[Start of section]

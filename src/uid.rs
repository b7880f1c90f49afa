use std::sync::atomic::{AtomicU64, Ordering};

use chrono::Utc;
use sha2::{Digest, Sha256};

/// UID root for identifiers derived from a 128-bit number (ISO/IEC 9834-8).
const UUID_ROOT: &str = "2.25";

static COUNTER: AtomicU64 = AtomicU64::new(0);

/// Generate a fresh DICOM UID of the form `2.25.<decimal 128-bit value>`.
pub fn generate_uid() -> String {
    let mut hasher = Sha256::new();
    hasher.update(Utc::now().timestamp_nanos_opt().unwrap_or_default().to_le_bytes());
    hasher.update(std::process::id().to_le_bytes());
    hasher.update(COUNTER.fetch_add(1, Ordering::Relaxed).to_le_bytes());
    let digest = hasher.finalize();

    let mut bytes = [0u8; 16];
    bytes.copy_from_slice(&digest[..16]);
    format!("{}.{}", UUID_ROOT, u128::from_be_bytes(bytes))
}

[End of section]

WORK INSTRUCTION —
Nothing should be left out or altered, so reproduce the whole listing.

RESULT FOR THIS EXERCISE —
filename src/uid.rs
repository b7880f1c90f49afa
use std::sync::atomic::{AtomicU64, Ordering};

use chrono::Utc;
use sha2::{Digest, Sha256};

/// UID root for identifiers derived from a 128-bit number (ISO/IEC 9834-8).
const UUID_ROOT: &str = "2.25";

static COUNTER: AtomicU64 = AtomicU64::new(0);

/// Generate a fresh DICOM UID of the form `2.25.<decimal 128-bit value>`.
pub fn generate_uid() -> String {
    let mut hasher = Sha256::new();
    hasher.update(Utc::now().timestamp_nanos_opt().unwrap_or_default().to_le_bytes());
    hasher.update(std::process::id().to_le_bytes());
    hasher.update(COUNTER.fetch_add(1, Ordering::Relaxed).to_le_bytes());
    let digest = hasher.finalize();

    let mut bytes = [0u8; 16];
    bytes.copy_from_slice(&digest[..16]);
    format!("{}.{}", UUID_ROOT, u128::from_be_bytes(bytes))
}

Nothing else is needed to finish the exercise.